Il vero talento artistico è una dote che hanno in pochissimi. Di conseguenza, sforzarsi peggiorando la situazione è tanto disdicevole quando inutile. Se sentite l’urgenza cocente di scrivere o dipingere, limitatevi semplicemente a mangiare qualcosa di dolce: vedrete che la sensazione svanirà. La storia della vostra vita non è materiale per un buon libro. Non ci provate nemmeno.

Ok Fran, faremo come ci suggerisci tu. Ma non c’è da stupirsi, del resto lei non è tenera nemmeno con la sua di scrittura, definendola un “ergastolo”, una “attività molesta”, tanto che poi lei stessa l’ha abbandonata. Ma Lebowitz di scrittura ne sa, conosce i libri e li venera, così come ha conosciuto e venerato icone del suo tempo, da James Baldwin a Dorothy Parker, passando per l’umorista James Thurber e l’amicizia con l’amatissima Toni Morrison, scomparsa nel 2019. Per una Fran Lebowitz experience immersiva e totale manca solo l’ultimo tassello, quello della tv, che ha navigato con grande soddisfazione e gusto.

Mi piaceva molto essere in tv perché mi faceva sentire più americana […] essere in tv era la cosa più americana che potessi fare.

dice di sé, ed è proprio in virtù di questa frase detta durante una intervista pubblica alla Sidney Opera House, prima della pandemia, che si spiegano i quasi vent’anni di ospitate dall’amico David Letterman nel suo Late show, ma anche le apparizioni come giudice nella serie tv Law & Order tra il 2001 e il 2007. Non c’è cosa più da Fran Lebowitz di questa.

Ma chi è, allora, Fran Lebowitz?
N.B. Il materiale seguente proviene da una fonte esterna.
use std::sync::Arc;

use tracing_subscriber::EnvFilter;

use synapse_core::config::ServerConfig;
use synapse_core::credentials::CredentialPool;
use synapse_core::server::{router, AppState};
use synapse_core::telemetry;

#[tokio::main]
async fn main() -> anyhow::Result<()> {
    tracing_subscriber::fmt()
        .with_env_filter(
            EnvFilter::try_from_default_env().unwrap_or_else(|_| EnvFilter::new("info")),
        )
        .init();

    let config = ServerConfig::from_env();
    tracing::info!(data_dir = %config.data_dir.display(), "starting synapse backend");

    let cwd = std::env::current_dir()?;
    let pool = Arc::new(CredentialPool::discover(&cwd)?);

    let state = AppState::new(config.clone(), pool);
    let telemetry_task = state.telemetry.spawn();

    let app = router(state);
    let listener = tokio::net::TcpListener::bind(&config.bind_addr).await?;
    tracing::info!(addr = config.bind_addr, "server listening");

    axum::serve(listener, app)
        .with_graceful_shutdown(async {
            let _ = tokio::signal::ctrl_c().await;
            telemetry::request_shutdown();
        })
        .await?;

    telemetry_task.await.ok();
    Ok(())
}
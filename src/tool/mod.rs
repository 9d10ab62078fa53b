//! Tools the agent can invoke, and the registry that dispatches them.
//!
//! Tools are pure I/O: they never call back into the agent loop, and every
//! user-visible failure comes back as an `ERROR:`-prefixed string the loop
//! can reason about instead of an unwinding error.

pub mod fs_tools;
pub mod surgery;
pub mod web;

use std::sync::Arc;
use std::time::Instant;

use async_trait::async_trait;
use chrono::Utc;
use serde::{Deserialize, Serialize};

use crate::telemetry::TraceBuffer;
use crate::types::TraceEntry;

/// Metadata sent to the LLM in the tool manifest.
#[derive(Debug, Clone, Serialize, Deserialize)]
pub struct ToolDefinition {
    pub name: String,
    pub description: String,
    pub input_schema: serde_json::Value,
}

/// A capability the agent can call.
#[async_trait]
pub trait Tool: Send + Sync {
    /// Tool name (must match the definition name).
    fn name(&self) -> &str;

    /// Definition for the LLM-facing manifest.
    fn definition(&self) -> ToolDefinition;

    /// Execute with JSON arguments; the observation is always a string.
    async fn execute(&self, args: serde_json::Value) -> String;
}

/// Registry of tools available to the agent.
pub struct ToolRegistry {
    tools: Vec<Box<dyn Tool>>,
    traces: Arc<TraceBuffer>,
}

impl ToolRegistry {
    pub fn new(traces: Arc<TraceBuffer>) -> Self {
        Self {
            tools: Vec::new(),
            traces,
        }
    }

    pub fn register(&mut self, tool: Box<dyn Tool>) {
        tracing::info!(tool = tool.name(), "tool registered");
        self.tools.push(tool);
    }

    pub fn get(&self, name: &str) -> Option<&dyn Tool> {
        self.tools
            .iter()
            .find(|t| t.name() == name)
            .map(|t| t.as_ref())
    }

    pub fn definitions(&self) -> Vec<ToolDefinition> {
        self.tools.iter().map(|t| t.definition()).collect()
    }

    /// The JSON manifest embedded into the agent's system prompt.
    pub fn manifest_json(&self) -> String {
        serde_json::to_string_pretty(&self.definitions()).unwrap_or_else(|_| "[]".into())
    }

    /// Execute a tool by name, recording a timed trace entry.
    pub async fn dispatch(&self, name: &str, args: serde_json::Value) -> String {
        let Some(tool) = self.get(name) else {
            return format!("ERROR: Tool '{name}' not found.");
        };

        let started = Instant::now();
        let observation = tool.execute(args).await;
        let duration_ms = started.elapsed().as_secs_f64() * 1000.0;

        self.traces.push(TraceEntry {
            session_id: String::new(),
            timestamp: Utc::now(),
            state: "TOOL_EXEC".into(),
            detail: name.to_string(),
            duration_ms,
        });

        observation
    }

    pub fn len(&self) -> usize {
        self.tools.len()
    }

    pub fn is_empty(&self) -> bool {
        self.tools.is_empty()
    }
}
use thiserror::Error;

#[derive(Error, Debug)]
pub enum SynapseError {
    #[error("Config missing: {0}")]
    ConfigMissing(String),

    #[error("Rate limited (429) on key #{key_index}")]
    RateLimited { key_index: usize },

    #[error("Remote unavailable: HTTP {status}")]
    RemoteUnavailable { status: u16 },

    #[error("Remote protocol error: HTTP {status}: {body}")]
    RemoteProtocol { status: u16, body: String },

    #[error("Malformed response: {0}")]
    MalformedResponse(String),

    #[error("Retries exhausted after {attempts} attempts: {last_error}")]
    RetriesExhausted { attempts: u32, last_error: String },

    #[error("Path violation: {path} escapes the project root")]
    PathViolation { path: String },

    #[error("Syntax rejected for {path}: {reason}")]
    SyntaxRejection { path: String, reason: String },

    #[error("File too large: {path} ({size} bytes)")]
    FileTooLarge { path: String, size: u64 },

    #[error("No index for project {project_id}; run a sync first")]
    MissingIndex { project_id: String },

    #[error("Sync failure: {0}")]
    Sync(String),

    #[error("Embedding dimension mismatch: got {got}, expected {expected}")]
    DimensionMismatch { got: usize, expected: usize },

    #[error("Serialization error: {0}")]
    Serialization(#[from] serde_json::Error),

    #[error("IO error: {0}")]
    Io(#[from] std::io::Error),

    #[error("HTTP error: {0}")]
    Http(#[from] reqwest::Error),

    #[error("{0}")]
    Other(#[from] anyhow::Error),
}

pub type SynapseResult<T> = Result<T, SynapseError>;

impl SynapseError {
    /// Whether the retry wrapper should rotate credentials and try again.
    pub fn is_recoverable(&self) -> bool {
        matches!(
            self,
            SynapseError::RateLimited { .. }
                | SynapseError::RemoteUnavailable { .. }
                | SynapseError::Http(_)
        )
    }
}
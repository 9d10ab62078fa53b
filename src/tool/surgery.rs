//! File surgery: full-content writes protected by syntax validation and a
//! backup-then-write-then-commit journal.

use std::path::{Path, PathBuf};

use async_trait::async_trait;
use serde_json::json;

use crate::parser::ast;

use super::fs_tools::{project_root, resolve_inside_root};
use super::{Tool, ToolDefinition};

pub const JOURNAL_SUFFIX: &str = ".synapse_journal";
const MIN_CONTENT_LEN: usize = 10;

fn journal_path(target: &Path) -> PathBuf {
    let mut os = target.as_os_str().to_os_string();
    os.push(JOURNAL_SUFFIX);
    PathBuf::from(os)
}

/// Backup/commit/rollback discipline around a destructive write. A missing
/// source file counts as backed up; rollback then removes whatever the
/// write created.
pub struct AtomicJournal;

impl AtomicJournal {
    /// Copy the current file aside. Returns whether a backup copy exists.
    pub fn backup(target: &Path) -> std::io::Result<bool> {
        if !target.exists() {
            return Ok(false);
        }
        std::fs::copy(target, journal_path(target))?;
        Ok(true)
    }

    /// Success: the journal is no longer needed.
    pub fn commit(target: &Path) {
        let _ = std::fs::remove_file(journal_path(target));
    }

    /// Failure: restore the backup (or delete the partial write when the
    /// file never existed) and drop the journal.
    pub fn rollback(target: &Path, had_backup: bool) {
        let journal = journal_path(target);
        if had_backup && journal.exists() {
            let _ = std::fs::copy(&journal, target);
        } else if !had_backup {
            let _ = std::fs::remove_file(target);
        }
        let _ = std::fs::remove_file(journal);
    }
}

pub struct ApplyEditTool {
    data_dir: PathBuf,
}

impl ApplyEditTool {
    pub fn new(data_dir: PathBuf) -> Self {
        Self { data_dir }
    }
}

#[async_trait]
impl Tool for ApplyEditTool {
    fn name(&self) -> &str {
        "apply_edit"
    }

    fn definition(&self) -> ToolDefinition {
        ToolDefinition {
            name: "apply_edit".into(),
            description: "Surgically overwrite a file with new content. The content must parse cleanly for its language; the write is journaled and rolled back on failure.".into(),
            input_schema: json!({
                "type": "object",
                "properties": {
                    "path": {"type": "string"},
                    "content": {"type": "string"}
                },
                "required": ["path", "content"]
            }),
        }
    }

    async fn execute(&self, args: serde_json::Value) -> String {
        let (root, _config) = match project_root(&self.data_dir, &args) {
            Ok(pair) => pair,
            Err(e) => return e,
        };
        let Some(rel) = args.get("path").and_then(|v| v.as_str()) else {
            return "ERROR: missing path argument".into();
        };
        let content = args.get("content").and_then(|v| v.as_str()).unwrap_or("");

        let target = match resolve_inside_root(&root, rel) {
            Ok(path) => path,
            Err(e) => return e,
        };

        // Pre-write validation, before any journal exists.
        let extension = target
            .extension()
            .and_then(|e| e.to_str())
            .unwrap_or("")
            .to_string();
        if extension != "txt" && content.len() < MIN_CONTENT_LEN {
            return "ERROR: Surgery failed (content suspiciously short).".into();
        }
        if !ast::validate_syntax(content, &extension) {
            tracing::warn!(file = rel, "surgery rejected by syntax validation");
            return format!("ERROR: Surgery failed (AST REJECTION for .{extension}).");
        }

        let had_backup = match AtomicJournal::backup(&target) {
            Ok(flag) => flag,
            Err(e) => return format!("ERROR: Failed to create safety journal: {e}"),
        };

        if let Some(parent) = target.parent() {
            if let Err(e) = std::fs::create_dir_all(parent) {
                AtomicJournal::rollback(&target, had_backup);
                return format!("ERROR: Surgery failed: {e}");
            }
        }
        match std::fs::write(&target, content) {
            Ok(()) => {
                AtomicJournal::commit(&target);
                tracing::info!(file = rel, bytes = content.len(), "surgery committed");
                format!("SUCCESS: File updated ({rel}). Atomic journal cleared.")
            }
            Err(e) => {
                AtomicJournal::rollback(&target, had_backup);
                format!("ERROR: Surgery failed: {e}")
            }
        }
    }
}
//! Hybrid retrieval: vector seeds, exponential graph expansion, scoring,
//! and the context renderers fed to the LLM.

use std::collections::{HashMap, VecDeque};
use std::sync::atomic::Ordering;
use std::sync::Arc;
use std::sync::OnceLock;
use std::time::Instant;

use regex::Regex;

use crate::graph::GraphStore;
use crate::index::VectorIndex;
use crate::telemetry;
use crate::types::{CodeNode, RetrievalResult};

const SEED_COUNT: usize = 200;
const MAX_HOPS: u32 = 3;
const DECAY_ALPHA: f64 = 0.5;
const VISITED_FACTOR: f64 = 2.5;
const TOPOLOGY_BYTE_LIMIT: usize = 250_000;

pub struct RetrievalEngine<'a> {
    index: &'a VectorIndex,
    graph: &'a GraphStore,
}

impl<'a> RetrievalEngine<'a> {
    pub fn new(index: &'a VectorIndex, graph: &'a GraphStore) -> Self {
        Self { index, graph }
    }

    /// Seed search, graph expansion, multi-dimensional scoring. Results are
    /// sorted by final score and truncated to `max_nodes`.
    pub fn retrieve(
        &self,
        query_embedding: &[f32],
        max_nodes: usize,
        use_graph: bool,
    ) -> Vec<RetrievalResult> {
        let started = Instant::now();

        let seeds = self.index.search(query_embedding, SEED_COUNT);
        let mut results = if use_graph {
            self.expand(seeds, max_nodes)
        } else {
            seeds
                .into_iter()
                .map(|(node, score)| RetrievalResult {
                    node,
                    graph_score: score as f64,
                    final_score: 0.0,
                    distance: 0,
                })
                .collect()
        };

        for result in &mut results {
            let structural = result.node.structural_weight();
            result.final_score = result.graph_score * (0.8 + 0.2 * structural);
        }

        results.sort_by(|a, b| {
            b.final_score
                .partial_cmp(&a.final_score)
                .unwrap_or(std::cmp::Ordering::Equal)
        });
        results.truncate(max_nodes);

        let elapsed_ms = started.elapsed().as_secs_f64() * 1000.0;
        telemetry::store_ms(&telemetry::VECTOR_LATENCY_MS, elapsed_ms);
        tracing::info!(
            candidates = results.len(),
            elapsed_ms,
            "retrieval pipeline complete"
        );

        results
    }

    /// BFS over dependency edges with exponential score decay:
    /// `score = base · e^(−α·distance)`, capped at three hops and
    /// `max_nodes · 2.5` visited nodes.
    fn expand(
        &self,
        seeds: Vec<(Arc<CodeNode>, f32)>,
        max_nodes: usize,
    ) -> Vec<RetrievalResult> {
        let visit_cap = (max_nodes as f64 * VISITED_FACTOR) as usize;
        let mut visited: HashMap<String, RetrievalResult> = HashMap::new();
        let mut queue: VecDeque<(Arc<CodeNode>, u32, f64)> = VecDeque::new();

        for (node, score) in seeds {
            if !visited.contains_key(&node.id) {
                visited.insert(
                    node.id.clone(),
                    RetrievalResult {
                        node: Arc::clone(&node),
                        graph_score: score as f64,
                        final_score: 0.0,
                        distance: 0,
                    },
                );
                queue.push_back((node, 0, score as f64));
            }
        }

        let mut scanned = visited.len() as u64;

        while let Some((current, distance, base_score)) = queue.pop_front() {
            if visited.len() >= visit_cap {
                break;
            }
            if distance >= MAX_HOPS {
                continue;
            }

            for dep in &current.dependencies {
                scanned += 1;
                let Some(candidate) = self.graph.resolve(dep) else {
                    continue;
                };
                if visited.contains_key(&candidate.id) {
                    continue;
                }
                let new_distance = distance + 1;
                let new_score = base_score * (-DECAY_ALPHA * new_distance as f64).exp();
                visited.insert(
                    candidate.id.clone(),
                    RetrievalResult {
                        node: Arc::clone(&candidate),
                        graph_score: new_score,
                        final_score: 0.0,
                        distance: new_distance,
                    },
                );
                queue.push_back((candidate, new_distance, new_score));
            }
        }

        telemetry::GRAPH_NODES_SCANNED.store(scanned, Ordering::Relaxed);
        visited.into_values().collect()
    }
}

/// Flat context: one framed block per file, highest-scored node first,
/// bounded by `max_chars`.
pub fn build_hierarchical_context(candidates: &[RetrievalResult], max_chars: usize) -> String {
    let rule = "-".repeat(50);
    let mut context = String::new();
    let mut included_files: std::collections::HashSet<&str> = std::collections::HashSet::new();

    for candidate in candidates {
        let node = candidate.node.as_ref();
        if included_files.contains(node.file_path.as_str()) {
            continue;
        }

        let entry = format!(
            "\n\n# FILE: {} | NODE: {} (Type: {})\n{rule}\n{}\n{rule}\n",
            node.file_path, node.name, node.kind, node.content
        );
        if context.len() + entry.len() > max_chars {
            break;
        }
        included_files.insert(node.file_path.as_str());
        context.push_str(&entry);
    }

    context
}

fn signature_line_regex() -> &'static Regex {
    static RE: OnceLock<Regex> = OnceLock::new();
    RE.get_or_init(|| {
        Regex::new(
            r"^\s*(def|class|async def|export|function|void|int|auto|struct|interface)\s+[A-Za-z0-9_]+",
        )
        .expect("signature regex is valid")
    })
}

/// Just the declaration lines of a body, for the T-Map structure tier.
fn extract_signatures(code: &str) -> String {
    let mut signatures = String::new();
    for line in code.lines() {
        if signature_line_regex().is_match(line) {
            signatures.push_str("    ");
            signatures.push_str(line.trim_end());
            signatures.push_str(" ...\n");
        }
    }
    if signatures.is_empty() {
        "    (Utility/Script Logic)".to_string()
    } else {
        signatures
    }
}

/// Three-tier topology map: full bodies for the top 3 candidates,
/// signatures and summaries for the next 12, one connectivity line for the
/// rest. Hard-stops at 250 KB.
pub fn build_topology_map(candidates: &[RetrievalResult]) -> String {
    let mut topo = String::from("### PROJECT ARCHITECTURAL TOPOLOGY (T-MAP)\n");

    for (rank, candidate) in candidates.iter().enumerate() {
        let node = candidate.node.as_ref();
        if rank < 3 {
            topo.push_str(&format!(
                "[TIER: IMPLEMENTATION] FILE: {} | NODE: {}\n{}\n---\n",
                node.file_path, node.name, node.content
            ));
        } else if rank < 15 {
            topo.push_str(&format!(
                "[TIER: STRUCTURE] FILE: {} | NODE: {} (Type: {})\n  AI_SUMMARY: {}\n  SIGNATURES:\n{}\n",
                node.file_path,
                node.name,
                node.kind,
                node.ai_summary,
                extract_signatures(&node.content)
            ));
        } else {
            topo.push_str(&format!(
                "[TIER: TOPOLOGY] {} -> {} (Ref: {} deps)\n",
                node.file_path,
                node.name,
                node.dependencies.len()
            ));
        }

        if topo.len() > TOPOLOGY_BYTE_LIMIT {
            break;
        }
    }

    topo
}

/// Sort order helper for handler responses: id, name, path, kind, score.
pub fn candidate_summary(result: &RetrievalResult) -> serde_json::Value {
    serde_json::json!({
        "id": result.node.id,
        "name": result.node.name,
        "file_path": result.node.file_path,
        "type": result.node.kind,
        "score": result.final_score,
        "ai_summary": result.node.ai_summary,
    })
}
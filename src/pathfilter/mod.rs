use std::collections::HashMap;

/// Rule flags carried by trie nodes. `INCLUDE` overrides an ancestor `IGNORE`.
pub const IGNORE: u8 = 1 << 0;
pub const INCLUDE: u8 = 1 << 1;

#[derive(Default)]
struct TrieNode {
    children: HashMap<String, TrieNode>,
    flags: u8,
}

impl TrieNode {
    fn subtree_has(&self, flag: u8) -> bool {
        if self.flags & flag != 0 {
            return true;
        }
        self.children.values().any(|c| c.subtree_has(flag))
    }
}

/// Prefix trie over `/`-separated path segments, classifying paths against
/// ignore and include rules in O(path length).
///
/// Classification carries the flags of the deepest rule node seen on the
/// walk; falling off the trie means the last rule encountered applies, which
/// gives gitignore-style inheritance (an ignored directory ignores its
/// children unless a deeper include rule re-admits them).
pub struct PathFilter {
    root: TrieNode,
}

fn segments(path: &str) -> impl Iterator<Item = &str> {
    path.split('/').filter(|s| !s.is_empty() && *s != ".")
}

impl PathFilter {
    pub fn new() -> Self {
        Self {
            root: TrieNode::default(),
        }
    }

    /// Build a filter from project config rule lists.
    pub fn from_rules(ignored: &[String], included: &[String]) -> Self {
        let mut filter = Self::new();
        for rule in ignored {
            filter.insert(rule, IGNORE);
        }
        for rule in included {
            filter.insert(rule, INCLUDE);
        }
        filter
    }

    /// Insert a rule; ORs the flag into the leaf, so repeated insertion of
    /// the same rule is idempotent.
    pub fn insert(&mut self, path: &str, flag: u8) {
        let mut current = &mut self.root;
        for segment in segments(path) {
            current = current.children.entry(segment.to_string()).or_default();
        }
        current.flags |= flag;
    }

    /// Flags of the deepest matching rule along `path`.
    pub fn classify(&self, path: &str) -> u8 {
        let mut current = &self.root;
        let mut accumulated = 0u8;

        for segment in segments(path) {
            match current.children.get(segment) {
                Some(child) => {
                    current = child;
                    if current.flags != 0 {
                        accumulated = current.flags;
                    }
                }
                None => break,
            }
        }

        accumulated
    }

    /// Whether an include rule exists at or below `path`. Directories on the
    /// way to an include rule must be descended even when ignored.
    pub fn has_include_beneath(&self, path: &str) -> bool {
        let mut current = &self.root;
        for segment in segments(path) {
            match current.children.get(segment) {
                Some(child) => current = child,
                None => return false,
            }
        }
        current.subtree_has(INCLUDE)
    }

    /// Directory descent decision: not ignored, an include match itself, or
    /// a bridge toward a deeper include rule.
    pub fn should_descend(&self, rel_dir: &str) -> bool {
        let flags = self.classify(rel_dir);
        if flags & INCLUDE != 0 {
            return true;
        }
        if flags & IGNORE != 0 {
            return self.has_include_beneath(rel_dir);
        }
        true
    }

    /// File decision: `INCLUDE ∨ (¬IGNORE ∧ extension_allowed)`.
    pub fn should_index_file(&self, rel_file: &str, extension_allowed: bool) -> bool {
        let flags = self.classify(rel_file);
        if flags & INCLUDE != 0 {
            return true;
        }
        flags & IGNORE == 0 && extension_allowed
    }
}

impl Default for PathFilter {
    fn default() -> Self {
        Self::new()
    }
}

#[cfg(test)]
mod tests {
    use super::*;

    fn filter(ignored: &[&str], included: &[&str]) -> PathFilter {
        PathFilter::from_rules(
            &ignored.iter().map(|s| s.to_string()).collect::<Vec<_>>(),
            &included.iter().map(|s| s.to_string()).collect::<Vec<_>>(),
        )
    }

    /// Reference implementation: linear scan over rules, deepest match wins.
    fn classify_linear(ignored: &[&str], included: &[&str], path: &str) -> u8 {
        let path_segs: Vec<&str> = segments(path).collect();
        let mut best_depth = 0usize;
        let mut flags = 0u8;

        let mut consider = |rule: &str, flag: u8| {
            let rule_segs: Vec<&str> = segments(rule).collect();
            if rule_segs.len() <= path_segs.len()
                && rule_segs
                    .iter()
                    .zip(path_segs.iter())
                    .all(|(a, b)| a == b)
            {
                match rule_segs.len().cmp(&best_depth) {
                    std::cmp::Ordering::Greater => {
                        best_depth = rule_segs.len();
                        flags = flag;
                    }
                    std::cmp::Ordering::Equal if best_depth > 0 => flags |= flag,
                    _ => {}
                }
            }
        };

        for rule in ignored {
            consider(rule, IGNORE);
        }
        for rule in included {
            consider(rule, INCLUDE);
        }
        flags
    }

    #[test]
    fn ignore_applies_to_descendants() {
        let f = filter(&["node_modules"], &[]);
        assert_eq!(f.classify("node_modules"), IGNORE);
        assert_eq!(f.classify("node_modules/react/index.js"), IGNORE);
        assert_eq!(f.classify("src/app.ts"), 0);
    }

    #[test]
    fn include_overrides_ancestor_ignore() {
        let f = filter(&["node_modules"], &["node_modules/zod"]);
        assert_eq!(f.classify("node_modules/react"), IGNORE);
        assert_eq!(f.classify("node_modules/zod"), INCLUDE);
        assert_eq!(f.classify("node_modules/zod/lib/index.ts"), INCLUDE);
    }

    #[test]
    fn insertion_is_idempotent() {
        let mut f = PathFilter::new();
        f.insert("vendor", IGNORE);
        f.insert("vendor", IGNORE);
        assert_eq!(f.classify("vendor/lib.c"), IGNORE);
    }

    #[test]
    fn bridge_directories_are_descended() {
        let f = filter(&["node_modules"], &["node_modules/zod"]);
        // Ignored, but an ancestor of the include rule.
        assert!(f.should_descend("node_modules"));
        // Ignored with no exception beneath.
        let f2 = filter(&["node_modules"], &[]);
        assert!(!f2.should_descend("node_modules"));
        // Plain directories descend.
        assert!(f2.should_descend("src"));
    }

    #[test]
    fn file_decision_honors_extension_gate() {
        let f = filter(&["dist"], &["dist/keep.min.js"]);
        assert!(f.should_index_file("src/app.ts", true));
        assert!(!f.should_index_file("src/app.ts", false));
        assert!(!f.should_index_file("dist/bundle.js", true));
        // Include wins over both ignore and extension gate.
        assert!(f.should_index_file("dist/keep.min.js", false));
    }

    #[test]
    fn matches_linear_scan_reference() {
        let ignored = ["node_modules", "build/out", "vendor"];
        let included = ["node_modules/zod", "build/out/keep"];
        let f = filter(&ignored, &included);

        let paths = [
            "node_modules",
            "node_modules/zod",
            "node_modules/zod/src/index.ts",
            "node_modules/react/index.js",
            "build",
            "build/out",
            "build/out/keep",
            "build/out/keep/a.ts",
            "build/out/drop/b.ts",
            "vendor/lib.c",
            "src/main.rs",
            "./src/main.rs",
        ];
        for path in paths {
            assert_eq!(
                f.classify(path),
                classify_linear(&ignored, &included, path),
                "divergence at {path}"
            );
        }
    }

    #[test]
    fn dot_segments_are_skipped() {
        let f = filter(&["target"], &[]);
        assert_eq!(f.classify("./target/debug"), IGNORE);
    }
}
Perché dovremmo tenere conto delle sue centinaia di migliaia di opinioni? Lo spiega, in parte, il saggio Bompiani: un trattato filosofico del Lebowitz pensiero proveniente direttamente da un altro pianeta e un’altra epoca. Ma qui sta la grandezza di Fran: scrivere, quarant’anni fa, di una contemporaneità, mai di un futuro, eppure dimostrarsi lungimirante anche nel nostro presente.

[…] ahimè, non governo sul mondo intero e questa, temo, è la storia della mia vita: sempre madrina, mai Dio.